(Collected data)
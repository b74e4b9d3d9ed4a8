//! Render request types.
//!
//! A request is a set of map options plus an opaque style document. Both are
//! immutable once submitted, and their canonical JSON serialization is what
//! identifies identical requests.

use std::sync::Arc;

use serde::{Deserialize, Serialize};

use crate::{MapGenError, MapGenResult};

/// Web Mercator cannot represent latitudes beyond this.
pub const MAX_MERCATOR_LATITUDE: f64 = 85.051_128_779_806_6;

/// A geographic coordinate, serialized as `[lon, lat]`.
#[derive(Debug, Clone, Copy, PartialEq, Serialize, Deserialize)]
#[serde(from = "[f64; 2]", into = "[f64; 2]")]
pub struct LngLat {
    pub lon: f64,
    pub lat: f64,
}

impl LngLat {
    pub fn new(lon: f64, lat: f64) -> Self {
        Self { lon, lat }
    }
}

impl From<[f64; 2]> for LngLat {
    fn from(v: [f64; 2]) -> Self {
        Self { lon: v[0], lat: v[1] }
    }
}

impl From<LngLat> for [f64; 2] {
    fn from(c: LngLat) -> Self {
        [c.lon, c.lat]
    }
}

impl std::fmt::Display for LngLat {
    fn fmt(&self, f: &mut std::fmt::Formatter<'_>) -> std::fmt::Result {
        write!(f, "[{}, {}]", self.lon, self.lat)
    }
}

/// Map options for one rendered image.
///
/// Missing fields take the defaults of the original service (Helsinki region,
/// 500x500 at zoom 10).
#[derive(Debug, Clone, PartialEq, Serialize, Deserialize)]
#[serde(default)]
pub struct RenderOptions {
    /// Geographic center of the image
    pub center: LngLat,
    /// Logical width in pixels (before scale)
    pub width: u32,
    /// Logical height in pixels (before scale)
    pub height: u32,
    pub zoom: f64,
    /// Pixel ratio; physical size is `logical * scale`
    pub scale: f64,
    pub pitch: f64,
    pub bearing: f64,
}

impl Default for RenderOptions {
    fn default() -> Self {
        Self {
            center: LngLat::new(24.9, 60.5),
            width: 500,
            height: 500,
            zoom: 10.0,
            scale: 1.0,
            pitch: 0.0,
            bearing: 0.0,
        }
    }
}

impl RenderOptions {
    /// Reject inputs the planner is not defined for.
    pub fn validate(&self, max_image_edge: u32) -> MapGenResult<()> {
        if self.width == 0 {
            return Err(MapGenError::invalid_parameter("width", "must be greater than 0"));
        }
        if self.height == 0 {
            return Err(MapGenError::invalid_parameter("height", "must be greater than 0"));
        }
        if self.width > max_image_edge || self.height > max_image_edge {
            return Err(MapGenError::invalid_parameter(
                "width/height",
                format!("must not exceed {} pixels", max_image_edge),
            ));
        }
        if !self.scale.is_finite() || self.scale <= 0.0 {
            return Err(MapGenError::invalid_parameter("scale", "must be a positive number"));
        }
        let physical_width = self.width as f64 * self.scale;
        let physical_height = self.height as f64 * self.scale;
        if physical_width < 1.0 || physical_height < 1.0 {
            return Err(MapGenError::invalid_parameter(
                "scale",
                "scaled image must be at least one pixel",
            ));
        }
        // The edge limit applies to the rendered size too
        if physical_width > max_image_edge as f64 || physical_height > max_image_edge as f64 {
            return Err(MapGenError::invalid_parameter(
                "scale",
                format!("scaled image must not exceed {} pixels per edge", max_image_edge),
            ));
        }
        if !self.zoom.is_finite() || self.zoom < 0.0 {
            return Err(MapGenError::invalid_parameter("zoom", "must be a non-negative number"));
        }
        if !self.pitch.is_finite() || !self.bearing.is_finite() {
            return Err(MapGenError::invalid_parameter("pitch/bearing", "must be finite"));
        }
        let LngLat { lon, lat } = self.center;
        if !lon.is_finite() || !(-180.0..=180.0).contains(&lon) {
            return Err(MapGenError::invalid_parameter(
                "center",
                format!("longitude {} out of range", lon),
            ));
        }
        if !lat.is_finite() || lat.abs() > MAX_MERCATOR_LATITUDE {
            return Err(MapGenError::invalid_parameter(
                "center",
                format!("latitude {} out of range", lat),
            ));
        }
        Ok(())
    }
}

/// An opaque map style document.
#[derive(Debug, Clone, PartialEq, Serialize, Deserialize)]
#[serde(transparent)]
pub struct StyleDocument(pub serde_json::Value);

impl StyleDocument {
    pub fn new(value: serde_json::Value) -> Self {
        Self(value)
    }

    /// Parse a style from JSON text. Only an object is accepted.
    pub fn from_json(text: &str) -> MapGenResult<Self> {
        let value: serde_json::Value =
            serde_json::from_str(text).map_err(|e| MapGenError::InvalidStyle(e.to_string()))?;
        if !value.is_object() {
            return Err(MapGenError::InvalidStyle(
                "style must be a JSON object".to_string(),
            ));
        }
        Ok(Self(value))
    }

    /// Minimal style that only paints a background.
    pub fn background_only(color: &str) -> Self {
        Self(serde_json::json!({
            "version": 8,
            "name": "background",
            "sources": {},
            "layers": [
                { "id": "background", "type": "background", "paint": { "background-color": color } }
            ]
        }))
    }

    pub fn as_value(&self) -> &serde_json::Value {
        &self.0
    }

    /// Canonical serialization. Object keys are sorted by serde_json's map,
    /// so two equal documents always serialize identically.
    pub fn canonical_bytes(&self) -> Vec<u8> {
        serde_json::to_vec(&self.0).unwrap_or_default()
    }

    /// BLAKE3 digest of the canonical serialization, hex encoded.
    pub fn digest(&self) -> String {
        blake3::hash(&self.canonical_bytes()).to_hex().to_string()
    }
}

/// Request body accepted at the transport boundary.
#[derive(Debug, Clone, Default, Serialize, Deserialize)]
pub struct RenderRequest {
    #[serde(default)]
    pub options: RenderOptions,
    #[serde(default)]
    pub style: Option<StyleDocument>,
}

impl RenderRequest {
    pub fn new(options: RenderOptions, style: Option<StyleDocument>) -> Self {
        Self { options, style }
    }

    /// Resolve the style, falling back to the service default.
    pub fn into_parts(self, default_style: &Arc<StyleDocument>) -> (RenderOptions, Arc<StyleDocument>) {
        let style = match self.style {
            Some(style) => Arc::new(style),
            None => default_style.clone(),
        };
        (self.options, style)
    }
}

/// Content key for a request: BLAKE3 over the serialized options followed by
/// the serialized style. Byte-identical inputs always produce the same key.
pub fn job_key(options: &RenderOptions, style: &StyleDocument) -> String {
    let mut hasher = blake3::Hasher::new();
    hasher.update(&serde_json::to_vec(options).unwrap_or_default());
    hasher.update(b"\0");
    hasher.update(&style.canonical_bytes());
    hasher.finalize().to_hex().to_string()
}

» **Exercise**:
In the entries above, how many lines include the word "greater"? Only the number should be given.

» **Task solution**:
2